Ein Tiefschlag kurz vor der Hauptversammlung am Donnerstag - zumal in dieser Größenordnung. Mit dem Slogan „Leistung aus Leidenschaft“ wirbt die Deutsche Bank - die eigene Leistung hat wohl nicht ausgereicht. Mehr Geld muss her. Vor allem den gestiegenen regulatorischen Anforderungen muss die Bank gerecht werden. Und das ist gut so. Sonst müsste der Steuerzahler bei einer Krise wieder in die Bresche springen. Aber auch die noch laufenden Prozesse dürften für das Institut teuer werden. Die niedrigen Zinsen und der Konzernumbau belasten zusätzlich. Zudem dürften die selbst gesteckten Ziele zum Beispiel im Privatkundengeschäft und Investmentbanking verpasst werden.

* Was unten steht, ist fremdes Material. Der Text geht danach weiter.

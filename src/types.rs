//! Core Data Model
//!
//! Shared data structures for the relay pipeline: the user-signed intent as
//! committed on a source chain, and the destination-chain message record it
//! becomes after submission to the inbox.

use anyhow::Result;
use serde::{Deserialize, Serialize};

// ============================================================================
// INTENT
// ============================================================================

/// A user-signed asset-transfer intent as committed on the source ledger.
///
/// All fields are read from the source chain's `IntentCommitted` event and
/// never mutated off-chain. `intent_hash` is the sole identity key for the
/// transfer; it is assigned by the source ledger at commit time and trusted
/// as emitted, never recomputed locally.
#[derive(Debug, Clone, PartialEq, Eq, Serialize, Deserialize)]
pub struct Intent {
    /// Account that signed the intent on the source chain
    pub user: String,
    /// Chain ID where the intent was committed
    pub src_chain_id: u64,
    /// Chain ID where the transfer settles
    pub dst_chain_id: u64,
    /// Asset identifier on the source chain (zero address denotes the native asset)
    pub token: String,
    /// Transfer amount in the asset's smallest unit
    pub amount: u128,
    /// Recipient account on the destination chain
    pub recipient: String,
    /// Per-user nonce assigned by the source ledger
    pub nonce: u64,
    /// Unix timestamp after which the intent is no longer valid
    pub expiry: u64,
    /// Digest assigned by the source ledger on commit (hex, 0x-prefixed)
    pub intent_hash: String,
}

// ============================================================================
// MESSAGE
// ============================================================================

/// State of a message in the destination chain's inbox.
#[derive(Debug, Clone, Copy, PartialEq, Eq, Serialize, Deserialize)]
pub enum MessageState {
    /// Submitted, sitting out its challenge period
    Pending,
    /// Disputed by a third party; the relay never touches these
    Challenged,
    /// Challenge period elapsed and finalize was called; terminal
    Finalized,
    /// Challenge upheld; terminal
    Rejected,
}

impl MessageState {
    /// Decodes the on-chain state discriminant.
    pub fn from_u8(value: u8) -> Result<Self> {
        match value {
            0 => Ok(MessageState::Pending),
            1 => Ok(MessageState::Challenged),
            2 => Ok(MessageState::Finalized),
            3 => Ok(MessageState::Rejected),
            other => Err(anyhow::anyhow!("Unknown message state: {}", other)),
        }
    }
}

/// Destination-chain record of a relayed intent, as returned by the inbox's
/// `getMessage` view.
///
/// `message_hash` is derived deterministically from the six core intent
/// fields (see [`crate::crypto::attestation_digest`]); the inbox also stores
/// the originating `intent_hash`, which is what links a message back to the
/// durable transfer record.
#[derive(Debug, Clone, PartialEq, Eq, Serialize, Deserialize)]
pub struct Message {
    /// Inbox key for this message (hex, 0x-prefixed)
    pub message_hash: String,
    /// Intent hash submitted alongside the message
    pub intent_hash: String,
    /// Current inbox state
    pub state: MessageState,
    /// Unix timestamp when the message was submitted
    pub submitted_at: u64,
    /// Unix timestamp when the challenge period ends
    pub challenge_period_end: u64,
    /// Challenger account, when the message has been disputed
    pub challenger: Option<String>,
}

// ============================================================================
// HELPERS
// ============================================================================

/// Normalize a hash or address to lowercase with a 0x prefix.
pub fn normalize_hex(value: &str) -> String {
    let stripped = value.strip_prefix("0x").unwrap_or(value);
    format!("0x{}", stripped.to_lowercase())
}

#[cfg(test)]
mod tests {
    use super::*;

    #[test]
    fn test_message_state_from_u8() {
        assert_eq!(MessageState::from_u8(0).unwrap(), MessageState::Pending);
        assert_eq!(MessageState::from_u8(2).unwrap(), MessageState::Finalized);
        assert!(MessageState::from_u8(9).is_err());
    }

    #[test]
    fn test_normalize_hex() {
        assert_eq!(normalize_hex("0xABCD"), "0xabcd");
        assert_eq!(normalize_hex("abcd"), "0xabcd");
    }
}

Offenbar reichen die Gewinne der Deutschen Bank nicht aus, um die Rücklagen kräftig zu erhöhen. Das Geldhaus hätte auch die Dividende zusammenstreichen können. Dann wären aber die Großaktionäre auf die Barrikaden gegangen. Deshalb gehen Jürgen Fitschen und Anshu Jain den Weg des geringsten Widerstands - sie geben neue Aktien aus. Wer schon Anteilsscheine hält, dürfte sich ärgern. Wird der Kurs doch weiter verwässert. Er liegt ohnehin unter dem Wert vergangener Kapitalerhöhungen.

Angesichts des Griffs nach dem Rettungsanker müssen sich Fitschen und Jain die Frage gefallen lassen, ob sie die Risiken richtig eingeschätzt haben. Und die Aktionäre dürften überlegen, ob das richtige Duo an der Spitze des Instituts steht. Zumal Deutschlands größte Bank noch weit davon entfernt ist, zu den internationalen Universalbanken wie JP Morgan Chase aufzuschließen. Deren Börsenwert liegt viel höher als der der Deutschen Bank. So braucht das Institut viel Eigenkapital, wenn es im globalen Ringen der Banken nicht unter die Räder kommen will.

Der Preis dafür ist recht hoch. Katar hat bei der Deutschen Bank nach der Kapitalerhöhung ein Wort mitzureden. Wie stark der Scheich ins operative Geschäft eingreift, bleibt abzuwarten. Die Erfahrungen von hiesigen Unternehmen mit arabischen Investoren sind unterschiedlich. Katar sitzt im Aufsichtsrat von VW und lässt den Autokonzern wirtschaften. Bei der angeschlagenen Air Berlin versucht Etihad aus Abu Dhabi das Geschäft umzukrempeln. Sicher ist nur eins: Die Deutsche Bank kommt so schnell nicht in ruhiges Fahrwasser.